EXTRACTED MATERIAL: Begin

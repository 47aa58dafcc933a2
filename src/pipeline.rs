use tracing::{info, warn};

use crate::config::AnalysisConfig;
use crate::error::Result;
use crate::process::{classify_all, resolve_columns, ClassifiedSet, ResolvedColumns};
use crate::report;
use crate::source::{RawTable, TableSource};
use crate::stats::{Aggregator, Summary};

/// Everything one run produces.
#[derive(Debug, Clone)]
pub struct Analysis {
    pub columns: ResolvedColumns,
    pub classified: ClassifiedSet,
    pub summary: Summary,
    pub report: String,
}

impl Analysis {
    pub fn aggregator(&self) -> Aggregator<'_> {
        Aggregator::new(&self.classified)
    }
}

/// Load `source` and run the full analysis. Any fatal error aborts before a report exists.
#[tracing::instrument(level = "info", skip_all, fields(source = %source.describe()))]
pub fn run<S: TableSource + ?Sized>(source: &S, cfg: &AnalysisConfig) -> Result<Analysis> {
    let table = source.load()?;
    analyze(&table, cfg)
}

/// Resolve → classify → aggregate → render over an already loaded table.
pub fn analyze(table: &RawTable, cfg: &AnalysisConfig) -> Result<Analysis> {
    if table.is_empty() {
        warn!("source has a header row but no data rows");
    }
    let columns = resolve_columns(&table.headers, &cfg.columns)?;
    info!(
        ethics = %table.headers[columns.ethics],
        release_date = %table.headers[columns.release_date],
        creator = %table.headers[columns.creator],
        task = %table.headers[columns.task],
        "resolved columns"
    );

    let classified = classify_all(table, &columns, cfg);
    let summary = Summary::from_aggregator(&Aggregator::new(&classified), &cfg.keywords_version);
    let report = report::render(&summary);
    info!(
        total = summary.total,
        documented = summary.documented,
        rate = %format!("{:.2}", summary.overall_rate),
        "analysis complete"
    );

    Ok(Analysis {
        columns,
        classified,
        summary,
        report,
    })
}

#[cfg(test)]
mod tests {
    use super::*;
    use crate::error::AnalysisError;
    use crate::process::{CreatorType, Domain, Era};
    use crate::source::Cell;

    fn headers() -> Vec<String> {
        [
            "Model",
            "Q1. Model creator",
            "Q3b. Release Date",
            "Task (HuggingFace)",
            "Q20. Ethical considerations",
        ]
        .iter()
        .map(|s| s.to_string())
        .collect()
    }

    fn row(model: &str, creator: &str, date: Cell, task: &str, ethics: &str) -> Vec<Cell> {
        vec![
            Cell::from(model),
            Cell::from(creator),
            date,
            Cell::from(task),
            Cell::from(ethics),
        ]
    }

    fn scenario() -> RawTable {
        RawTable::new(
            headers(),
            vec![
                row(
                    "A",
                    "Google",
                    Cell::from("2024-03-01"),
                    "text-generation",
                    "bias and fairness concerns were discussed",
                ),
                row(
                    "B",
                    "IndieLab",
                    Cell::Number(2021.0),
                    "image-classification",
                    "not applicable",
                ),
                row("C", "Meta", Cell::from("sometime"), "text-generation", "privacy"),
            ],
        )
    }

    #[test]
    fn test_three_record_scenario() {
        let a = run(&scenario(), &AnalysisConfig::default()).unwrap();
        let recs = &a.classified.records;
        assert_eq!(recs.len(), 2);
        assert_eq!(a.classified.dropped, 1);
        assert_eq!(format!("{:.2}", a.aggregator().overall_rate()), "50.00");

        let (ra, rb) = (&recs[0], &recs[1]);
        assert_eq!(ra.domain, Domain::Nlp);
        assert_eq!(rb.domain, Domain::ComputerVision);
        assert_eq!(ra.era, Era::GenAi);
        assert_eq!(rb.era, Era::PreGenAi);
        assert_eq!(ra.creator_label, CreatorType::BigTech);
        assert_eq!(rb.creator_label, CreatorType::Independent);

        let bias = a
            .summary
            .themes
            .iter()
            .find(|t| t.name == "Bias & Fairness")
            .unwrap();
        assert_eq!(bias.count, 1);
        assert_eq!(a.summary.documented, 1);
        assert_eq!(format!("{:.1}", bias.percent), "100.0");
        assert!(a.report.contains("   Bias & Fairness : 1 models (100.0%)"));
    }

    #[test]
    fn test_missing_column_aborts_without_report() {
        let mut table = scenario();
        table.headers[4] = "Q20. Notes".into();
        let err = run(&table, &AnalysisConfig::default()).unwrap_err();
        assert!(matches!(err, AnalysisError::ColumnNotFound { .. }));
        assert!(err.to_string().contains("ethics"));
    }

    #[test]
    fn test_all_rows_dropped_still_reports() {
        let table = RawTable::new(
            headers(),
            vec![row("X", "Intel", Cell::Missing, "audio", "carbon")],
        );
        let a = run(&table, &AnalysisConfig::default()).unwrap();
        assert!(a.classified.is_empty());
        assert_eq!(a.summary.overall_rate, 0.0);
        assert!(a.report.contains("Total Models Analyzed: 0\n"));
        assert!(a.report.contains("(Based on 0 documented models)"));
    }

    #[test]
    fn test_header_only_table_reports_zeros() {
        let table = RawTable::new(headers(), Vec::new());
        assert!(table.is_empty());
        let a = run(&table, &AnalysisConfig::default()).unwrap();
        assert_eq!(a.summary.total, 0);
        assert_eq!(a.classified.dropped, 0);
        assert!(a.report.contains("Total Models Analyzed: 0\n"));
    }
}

EXTRACTED MATERIAL: End
EXTRACTED MATERIAL: Begin

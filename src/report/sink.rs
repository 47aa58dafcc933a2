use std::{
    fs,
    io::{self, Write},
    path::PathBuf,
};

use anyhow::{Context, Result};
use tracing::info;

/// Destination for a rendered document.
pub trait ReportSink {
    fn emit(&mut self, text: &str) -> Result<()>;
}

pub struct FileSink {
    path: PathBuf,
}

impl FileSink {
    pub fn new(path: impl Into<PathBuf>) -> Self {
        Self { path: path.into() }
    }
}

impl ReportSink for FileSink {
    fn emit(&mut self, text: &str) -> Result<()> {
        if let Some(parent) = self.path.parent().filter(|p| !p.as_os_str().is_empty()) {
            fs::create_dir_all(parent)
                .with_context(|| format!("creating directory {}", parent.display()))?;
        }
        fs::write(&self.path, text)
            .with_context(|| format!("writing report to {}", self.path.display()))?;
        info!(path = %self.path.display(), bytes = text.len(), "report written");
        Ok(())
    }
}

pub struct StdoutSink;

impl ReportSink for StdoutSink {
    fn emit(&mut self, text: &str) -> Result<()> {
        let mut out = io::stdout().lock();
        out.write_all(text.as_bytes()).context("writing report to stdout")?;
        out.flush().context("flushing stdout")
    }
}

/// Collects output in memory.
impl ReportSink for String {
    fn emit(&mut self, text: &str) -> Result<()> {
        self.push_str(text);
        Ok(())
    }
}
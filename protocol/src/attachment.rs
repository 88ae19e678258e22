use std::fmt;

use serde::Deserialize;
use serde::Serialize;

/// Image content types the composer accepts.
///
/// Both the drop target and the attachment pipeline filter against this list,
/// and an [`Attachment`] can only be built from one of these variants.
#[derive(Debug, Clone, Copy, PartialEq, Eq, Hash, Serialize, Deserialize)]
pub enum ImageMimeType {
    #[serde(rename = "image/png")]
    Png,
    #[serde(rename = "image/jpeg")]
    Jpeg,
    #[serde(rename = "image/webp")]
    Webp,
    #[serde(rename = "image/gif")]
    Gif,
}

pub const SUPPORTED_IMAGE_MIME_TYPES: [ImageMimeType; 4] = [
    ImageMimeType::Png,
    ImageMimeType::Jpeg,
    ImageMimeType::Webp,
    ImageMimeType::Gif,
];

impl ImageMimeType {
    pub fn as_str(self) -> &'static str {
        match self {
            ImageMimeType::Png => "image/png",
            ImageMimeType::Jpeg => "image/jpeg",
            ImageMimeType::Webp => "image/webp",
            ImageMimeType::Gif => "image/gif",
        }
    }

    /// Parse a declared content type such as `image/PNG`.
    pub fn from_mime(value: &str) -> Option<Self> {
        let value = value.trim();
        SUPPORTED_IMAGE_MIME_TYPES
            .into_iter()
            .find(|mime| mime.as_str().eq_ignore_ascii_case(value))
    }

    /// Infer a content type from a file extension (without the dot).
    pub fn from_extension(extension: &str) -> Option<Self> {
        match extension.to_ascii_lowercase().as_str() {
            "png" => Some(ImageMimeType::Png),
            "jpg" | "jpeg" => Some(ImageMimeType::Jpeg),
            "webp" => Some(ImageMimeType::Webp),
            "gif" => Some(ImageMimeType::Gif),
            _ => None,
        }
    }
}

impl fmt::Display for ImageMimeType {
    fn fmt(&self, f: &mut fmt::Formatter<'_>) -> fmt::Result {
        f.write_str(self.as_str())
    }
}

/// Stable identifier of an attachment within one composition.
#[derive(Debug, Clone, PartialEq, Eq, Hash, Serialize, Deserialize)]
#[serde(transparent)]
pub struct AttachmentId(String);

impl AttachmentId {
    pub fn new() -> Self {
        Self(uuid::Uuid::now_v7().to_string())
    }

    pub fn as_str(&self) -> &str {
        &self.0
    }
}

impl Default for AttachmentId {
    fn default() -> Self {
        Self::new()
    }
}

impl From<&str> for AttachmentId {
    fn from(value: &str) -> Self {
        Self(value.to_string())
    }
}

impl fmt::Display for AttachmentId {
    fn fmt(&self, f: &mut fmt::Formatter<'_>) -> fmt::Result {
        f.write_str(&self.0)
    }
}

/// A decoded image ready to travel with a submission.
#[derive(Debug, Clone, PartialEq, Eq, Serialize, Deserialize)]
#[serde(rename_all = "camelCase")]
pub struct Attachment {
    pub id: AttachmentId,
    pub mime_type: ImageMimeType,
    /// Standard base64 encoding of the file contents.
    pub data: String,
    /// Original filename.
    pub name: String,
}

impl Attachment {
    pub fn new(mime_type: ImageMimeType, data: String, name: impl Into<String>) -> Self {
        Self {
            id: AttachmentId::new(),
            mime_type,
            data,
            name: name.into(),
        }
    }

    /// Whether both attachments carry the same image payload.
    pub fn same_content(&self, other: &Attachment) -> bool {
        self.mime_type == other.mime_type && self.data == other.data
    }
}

EXTRACTED MATERIAL: End

**WHAT THE TASK ASKS:** Your answer should be one number, the count of lines in the records that contain the word "path".

**REPLY TO THE EXERCISE:** 8